Dataset:
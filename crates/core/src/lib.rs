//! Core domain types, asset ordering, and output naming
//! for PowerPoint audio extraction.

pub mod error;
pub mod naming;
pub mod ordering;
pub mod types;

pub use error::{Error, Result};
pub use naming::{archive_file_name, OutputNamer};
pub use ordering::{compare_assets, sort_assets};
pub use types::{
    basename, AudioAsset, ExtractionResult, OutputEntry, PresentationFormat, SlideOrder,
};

Exercise brief:
The expected response consists solely of the lines from the one with "pub mod ordering;" through the end of the records, repeated exactly.

Exercise output:
pub mod ordering;
pub mod types;

pub use error::{Error, Result};
pub use naming::{archive_file_name, OutputNamer};
pub use ordering::{compare_assets, sort_assets};
pub use types::{
    basename, AudioAsset, ExtractionResult, OutputEntry, PresentationFormat, SlideOrder,
};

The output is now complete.